OCC Chairman Discusses Risk Appetite Framework

Craig DonohueOCC’s Board of Directors recently approved the adoption of OCC’s Risk Appetite Framework. Executive Chairman Craig S. Donohue shares insights on the framework’s design that ensures material risks impacting OCC are monitored, identified, analyzed and addressed in a timely and effective manner.

What is OCC’s Risk Appetite Framework?

Our Risk Appetite Framework, or RAF, is a tool that helps OCC achieve its risk management goals by communicating acceptable risk levels to employees and the Board. It allows OCC to articulate the level and types of risk that it is willing to assume to achieve the company’s strategic objectives. The RAF includes risk statements, risk metrics and an outline of the roles and responsibilities of those overseeing the implementation and monitoring of the risk at OCC.

How does this RAF help OCC in its critical role of promoting financial stability in the marketplace?

The RAF is designed to ensure that OCC monitors and takes action on situations in which limits set within the Board-approved risk appetite are breached. It is also expected of systemically important institutions like OCC because it is an excellent tool to help OCC identify acceptable limits in relation to taking and measuring risk. Having a clear understanding of the risk limits sets the tone for risk culture across the organization and helps ensure that business decisions are made within the limits set by the RAF.

What does the RAF look at, and what are the risk categories?

OCC’s Enterprise Risk Management team developed a risk universe to ensure that all material areas of risk are monitored by the RAF. There are six risk categories in this OCC risk universe: Financial, Operational, Technology, Legal/Regulatory, Strategic and Reputational. Each category has its own monitoring metrics and tolerances to ensure all of our business lines are within the limits of our risk appetite.

What is the reporting structure for identifying and reporting risks?

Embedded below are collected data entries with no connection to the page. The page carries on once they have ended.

//! Authentication drivers and on-disk token cache
//!
//! Two very different login flows sit behind one [`Authenticator`] contract:
//!
//! - [`token::TokenAuth`] - credential exchange for a bearer token with a known
//!   expiry (utility provider)
//! - [`session::InteractiveSessionAuth`] - browser login with an MFA challenge,
//!   yielding a long-lived session from which short-lived API tokens are
//!   derived (thermostat vendor)
//!
//! Both consult [`cache::TokenCache`] on every call, so a second
//! `authenticate()` within the validity window never reaches the network.

pub mod cache;
pub mod driver;
pub mod session;
pub mod token;
pub mod totp;

use crate::clock::SharedClock;
use crate::credentials::Credential;
use crate::fetcher::http::ProviderHttpClient;
use crate::fetcher::FetcherError;
use crate::Provider;
use async_trait::async_trait;
use chrono::{DateTime, Utc};
use std::path::PathBuf;
use std::sync::Arc;
use std::time::Duration;

pub use cache::{CachedToken, TokenCache};

/// Authentication errors
#[derive(Debug, thiserror::Error)]
pub enum AuthError {
    /// Username or password rejected by the provider
    #[error("credentials rejected by {provider}: {reason}")]
    InvalidCredentials {
        /// Provider that refused the login
        provider: Provider,
        /// Provider-supplied or inferred reason
        reason: String,
    },

    /// MFA code rejected after the single permitted retry
    #[error("MFA code rejected after {attempts} attempts")]
    MfaRejected {
        /// Codes submitted before giving up
        attempts: u32,
    },

    /// Provider kept refusing requests after a fresh login
    #[error("{provider} refused a freshly issued token (HTTP {status})")]
    Refused {
        /// Provider that refused the token
        provider: Provider,
        /// HTTP status of the second refusal
        status: u16,
    },

    /// A required configuration value is absent
    #[error("missing credential: {0} is not set")]
    MissingCredential(&'static str),

    /// TOTP seed could not be decoded
    #[error("invalid TOTP secret: {0}")]
    InvalidTotpSecret(String),

    /// A fresh session produced no API token
    #[error("login session did not yield an access token")]
    SessionUnavailable,

    /// External login driver failed or spoke an unexpected protocol
    #[error("login driver error: {0}")]
    Driver(String),

    /// Interactive login exceeded its time budget
    #[error("interactive login timed out after {0:?}")]
    LoginTimeout(Duration),

    /// Network failure during a login exchange
    #[error("network error during login: {0}")]
    Network(#[from] FetcherError),

    /// Token cache could not be written or removed
    #[error("token cache error: {0}")]
    Cache(String),
}

impl AuthError {
    /// Whether the failure is transient (retrying later may succeed)
    pub fn is_transient(&self) -> bool {
        match self {
            AuthError::LoginTimeout(_) => true,
            AuthError::Network(e) => e.is_transient(),
            _ => false,
        }
    }
}

/// Bearer token handed to channel fetchers
#[derive(Clone, PartialEq, Eq)]
pub struct AccessToken {
    /// Token value sent as `Authorization: Bearer ...`
    pub value: String,
    /// Expiry, when the provider reports one
    pub expires_at: Option<DateTime<Utc>>,
}

impl AccessToken {
    /// Create a token
    pub fn new(value: impl Into<String>, expires_at: Option<DateTime<Utc>>) -> Self {
        Self {
            value: value.into(),
            expires_at,
        }
    }
}

impl std::fmt::Debug for AccessToken {
    fn fmt(&self, f: &mut std::fmt::Formatter<'_>) -> std::fmt::Result {
        f.debug_struct("AccessToken")
            .field("value", &"<redacted>")
            .field("expires_at", &self.expires_at)
            .finish()
    }
}

impl From<&CachedToken> for AccessToken {
    fn from(cached: &CachedToken) -> Self {
        Self::new(cached.token.clone(), cached.expires_at)
    }
}

/// Obtains a valid access token for one provider
#[async_trait]
pub trait Authenticator: Send + Sync {
    /// Provider this authenticator logs into
    fn provider(&self) -> Provider;

    /// Return a usable token, logging in only when the cache cannot serve one
    async fn authenticate(&self) -> Result<AccessToken, AuthError>;

    /// Drop the cached access token after the provider refused it
    async fn invalidate(&self) -> Result<(), AuthError>;
}

/// Inputs needed to build an authenticator
#[derive(Clone)]
pub struct AuthConfig {
    /// Directory holding token cache files
    pub token_dir: PathBuf,
    /// Account secrets for the provider
    pub credential: Credential,
    /// Time source
    pub clock: SharedClock,
    /// Base URL of the utility portal
    pub hsv_base_url: String,
    /// External browser login program for the thermostat vendor
    pub login_driver: Option<PathBuf>,
    /// Retry budget for login HTTP calls and interactive login attempts
    pub max_retries: u32,
}

/// Create the authenticator for `config.credential`'s provider
///
/// # Errors
/// Returns an error if the login HTTP client cannot be built
pub fn create_authenticator(config: AuthConfig) -> Result<Box<dyn Authenticator>, AuthError> {
    let cache = TokenCache::new(&config.token_dir);

    match config.credential.provider() {
        Provider::Hsv => {
            let http = ProviderHttpClient::new(Provider::Hsv, &config.hsv_base_url)?
                .with_max_retries(config.max_retries);
            let exchange = Arc::new(token::SmartHubLogin::new(http));
            Ok(Box::new(token::TokenAuth::new(
                config.credential,
                exchange,
                cache,
                config.clock,
            )))
        }
        Provider::Ecobee => {
            let surface = Arc::new(driver::ExternalLoginDriver::new(config.login_driver));
            Ok(Box::new(session::InteractiveSessionAuth::new(
                config.credential,
                surface,
                Arc::new(totp::Rfc6238Totp),
                cache,
                config.clock,
            )
            .with_max_retries(config.max_retries)))
        }
    }
}
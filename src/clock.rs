//! Time source abstraction
//!
//! Token validity, window planning and TOTP codes all depend on "now". Routing
//! them through [`Clock`] lets tests pin time without touching the system clock.

use chrono::{DateTime, Duration, Utc};
use std::sync::{Arc, Mutex};

/// Source of the current time
pub trait Clock: Send + Sync {
    /// Current instant
    fn now(&self) -> DateTime<Utc>;

    /// Current instant as Unix milliseconds
    fn now_millis(&self) -> i64 {
        self.now().timestamp_millis()
    }
}

/// Shared clock handle
pub type SharedClock = Arc<dyn Clock>;

/// Wall clock
#[derive(Debug, Default, Clone, Copy)]
pub struct SystemClock;

impl SystemClock {
    /// Shared wall clock handle
    pub fn shared() -> SharedClock {
        Arc::new(SystemClock)
    }
}

impl Clock for SystemClock {
    fn now(&self) -> DateTime<Utc> {
        Utc::now()
    }
}

/// Manually driven clock for tests and replays
#[derive(Debug)]
pub struct FixedClock {
    now: Mutex<DateTime<Utc>>,
}

impl FixedClock {
    /// Clock frozen at `now`
    pub fn new(now: DateTime<Utc>) -> Self {
        Self {
            now: Mutex::new(now),
        }
    }

    /// Clock frozen at a Unix millisecond timestamp
    ///
    /// Out-of-range timestamps fall back to the Unix epoch.
    pub fn at_millis(millis: i64) -> Self {
        Self::new(DateTime::<Utc>::from_timestamp_millis(millis).unwrap_or_default())
    }

    /// Move the clock forward
    pub fn advance(&self, by: Duration) {
        let mut now = self.now.lock().unwrap_or_else(|poisoned| poisoned.into_inner());
        *now += by;
    }

    /// Jump to an absolute instant
    pub fn set(&self, at: DateTime<Utc>) {
        let mut now = self.now.lock().unwrap_or_else(|poisoned| poisoned.into_inner());
        *now = at;
    }
}

impl Clock for FixedClock {
    fn now(&self) -> DateTime<Utc> {
        *self.now.lock().unwrap_or_else(|poisoned| poisoned.into_inner())
    }
}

OCC monitors adherence to the RAF thresholds through the use of a detailed dashboard, follow-up analysis and other resources. Reports track performance relative to the metrics, highlight emerging risks within the overall market and business environment, and flag key issues detected. These metrics are used by the Enterprise Risk Management team, senior management, and the Board to monitor OCC’s risk exposure.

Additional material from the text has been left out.